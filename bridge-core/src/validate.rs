//! Ingress validation for Anthropic requests (SPEC_FULL.md §4.1). Runs after
//! JSON parsing, before the request transformer. Validation is total: it
//! never partially accepts a request.

use crate::anthropic::{
    MessagesContentBlock, MessagesMessageContent, MessagesRequest, MessagesSystemPrompt,
};
use crate::error::BridgeError;

/// Validates a parsed Anthropic request against SPEC_FULL.md §3.1. On
/// success, returns the request unchanged (validation does not normalize —
/// normalization is the transformer's job). On failure, the returned error
/// names the first offending field path.
pub fn validate(req: MessagesRequest) -> Result<MessagesRequest, BridgeError> {
    match validate_inner(req) {
        Ok(req) => Ok(req),
        Err(err) => {
            tracing::debug!(error = %err, "rejecting invalid request");
            Err(err)
        }
    }
}

fn validate_inner(req: MessagesRequest) -> Result<MessagesRequest, BridgeError> {
    if req.model.trim().is_empty() {
        return Err(BridgeError::invalid_request("model", "model must not be empty"));
    }
    if req.messages.is_empty() {
        return Err(BridgeError::invalid_request(
            "messages",
            "messages must not be empty",
        ));
    }
    if req.max_tokens < 1 {
        return Err(BridgeError::invalid_request(
            "max_tokens",
            "max_tokens must be >= 1",
        ));
    }

    if let Some(MessagesSystemPrompt::Blocks(blocks)) = &req.system {
        for (i, block) in blocks.iter().enumerate() {
            validate_cache_control(block, &format!("system.{i}"))?;
        }
    }

    for (mi, message) in req.messages.iter().enumerate() {
        match &message.content {
            MessagesMessageContent::Single(text) => {
                if text.is_empty() {
                    return Err(BridgeError::invalid_request(
                        format!("messages.{mi}.content"),
                        "message content must not be empty",
                    ));
                }
            }
            MessagesMessageContent::Blocks(blocks) => {
                if blocks.is_empty() {
                    return Err(BridgeError::invalid_request(
                        format!("messages.{mi}.content"),
                        "message content must not be empty",
                    ));
                }
                for (bi, block) in blocks.iter().enumerate() {
                    let path = format!("messages.{mi}.content.{bi}");
                    validate_block(block, &path)?;
                }
            }
        }
    }

    if let Some(tools) = &req.tools {
        for (ti, tool) in tools.iter().enumerate() {
            if tool.name.trim().is_empty() {
                return Err(BridgeError::invalid_request(
                    format!("tools.{ti}.name"),
                    "tool name must not be empty",
                ));
            }
            if !tool.input_schema.is_object() {
                return Err(BridgeError::invalid_request(
                    format!("tools.{ti}.input_schema"),
                    "input_schema must be a JSON object",
                ));
            }
        }
    }

    Ok(req)
}

fn validate_block(block: &MessagesContentBlock, path: &str) -> Result<(), BridgeError> {
    match block {
        MessagesContentBlock::Text { cache_control, .. } => {
            if let Some(cc) = cache_control {
                validate_cache_control(block, path)?;
                let _ = cc;
            }
        }
        MessagesContentBlock::Image { .. }
        | MessagesContentBlock::Thinking { .. }
        | MessagesContentBlock::ToolUse { .. } => {}
        MessagesContentBlock::ToolResult { tool_use_id, .. } => {
            if tool_use_id.trim().is_empty() {
                return Err(BridgeError::invalid_request(
                    format!("{path}.tool_use_id"),
                    "tool_result.tool_use_id must not be empty",
                ));
            }
        }
    }
    Ok(())
}

fn validate_cache_control(block: &MessagesContentBlock, path: &str) -> Result<(), BridgeError> {
    use crate::anthropic::MessagesCacheControl;

    let cc = match block {
        MessagesContentBlock::Text { cache_control, .. }
        | MessagesContentBlock::ToolUse { cache_control, .. }
        | MessagesContentBlock::ToolResult { cache_control, .. } => cache_control,
        _ => return Ok(()),
    };

    if let Some(MessagesCacheControl::Ephemeral { ttl: Some(ttl) }) = cc {
        if !(60..=3600).contains(ttl) {
            return Err(BridgeError::invalid_request(
                format!("{path}.cache_control.ttl"),
                "cache_control ttl must be within [60, 3600] seconds",
            ));
        }
    }
    Ok(())
}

Assignment: Print the material once more, exactly.

Your solution:
filename bridge-core/src/validate.rs
//! Ingress validation for Anthropic requests (SPEC_FULL.md §4.1). Runs after
//! JSON parsing, before the request transformer. Validation is total: it
//! never partially accepts a request.

use crate::anthropic::{
    MessagesContentBlock, MessagesMessageContent, MessagesRequest, MessagesSystemPrompt,
};
use crate::error::BridgeError;

/// Validates a parsed Anthropic request against SPEC_FULL.md §3.1. On
/// success, returns the request unchanged (validation does not normalize —
/// normalization is the transformer's job). On failure, the returned error
/// names the first offending field path.
pub fn validate(req: MessagesRequest) -> Result<MessagesRequest, BridgeError> {
    match validate_inner(req) {
        Ok(req) => Ok(req),
        Err(err) => {
            tracing::debug!(error = %err, "rejecting invalid request");
            Err(err)
        }
    }
}

fn validate_inner(req: MessagesRequest) -> Result<MessagesRequest, BridgeError> {
    if req.model.trim().is_empty() {
        return Err(BridgeError::invalid_request("model", "model must not be empty"));
    }
    if req.messages.is_empty() {
        return Err(BridgeError::invalid_request(
            "messages",
            "messages must not be empty",
        ));
    }
    if req.max_tokens < 1 {
        return Err(BridgeError::invalid_request(
            "max_tokens",
            "max_tokens must be >= 1",
        ));
    }

    if let Some(MessagesSystemPrompt::Blocks(blocks)) = &req.system {
        for (i, block) in blocks.iter().enumerate() {
            validate_cache_control(block, &format!("system.{i}"))?;
        }
    }

    for (mi, message) in req.messages.iter().enumerate() {
        match &message.content {
            MessagesMessageContent::Single(text) => {
                if text.is_empty() {
                    return Err(BridgeError::invalid_request(
                        format!("messages.{mi}.content"),
                        "message content must not be empty",
                    ));
                }
            }
            MessagesMessageContent::Blocks(blocks) => {
                if blocks.is_empty() {
                    return Err(BridgeError::invalid_request(
                        format!("messages.{mi}.content"),
                        "message content must not be empty",
                    ));
                }
                for (bi, block) in blocks.iter().enumerate() {
                    let path = format!("messages.{mi}.content.{bi}");
                    validate_block(block, &path)?;
                }
            }
        }
    }

    if let Some(tools) = &req.tools {
        for (ti, tool) in tools.iter().enumerate() {
            if tool.name.trim().is_empty() {
                return Err(BridgeError::invalid_request(
                    format!("tools.{ti}.name"),
                    "tool name must not be empty",
                ));
            }
            if !tool.input_schema.is_object() {
                return Err(BridgeError::invalid_request(
                    format!("tools.{ti}.input_schema"),
                    "input_schema must be a JSON object",
                ));
            }
        }
    }

    Ok(req)
}

fn validate_block(block: &MessagesContentBlock, path: &str) -> Result<(), BridgeError> {
    match block {
        MessagesContentBlock::Text { cache_control, .. } => {
            if let Some(cc) = cache_control {
                validate_cache_control(block, path)?;
                let _ = cc;
            }
        }
        MessagesContentBlock::Image { .. }
        | MessagesContentBlock::Thinking { .. }
        | MessagesContentBlock::ToolUse { .. } => {}
        MessagesContentBlock::ToolResult { tool_use_id, .. } => {
            if tool_use_id.trim().is_empty() {
                return Err(BridgeError::invalid_request(
                    format!("{path}.tool_use_id"),
                    "tool_result.tool_use_id must not be empty",
                ));
            }
        }
    }
    Ok(())
}

fn validate_cache_control(block: &MessagesContentBlock, path: &str) -> Result<(), BridgeError> {
    use crate::anthropic::MessagesCacheControl;

    let cc = match block {
        MessagesContentBlock::Text { cache_control, .. }
        | MessagesContentBlock::ToolUse { cache_control, .. }
        | MessagesContentBlock::ToolResult { cache_control, .. } => cache_control,
        _ => return Ok(()),
    };

    if let Some(MessagesCacheControl::Ephemeral { ttl: Some(ttl) }) = cc {
        if !(60..=3600).contains(ttl) {
            return Err(BridgeError::invalid_request(
                format!("{path}.cache_control.ttl"),
                "cache_control ttl must be within [60, 3600] seconds",
            ));
        }
    }
    Ok(())
}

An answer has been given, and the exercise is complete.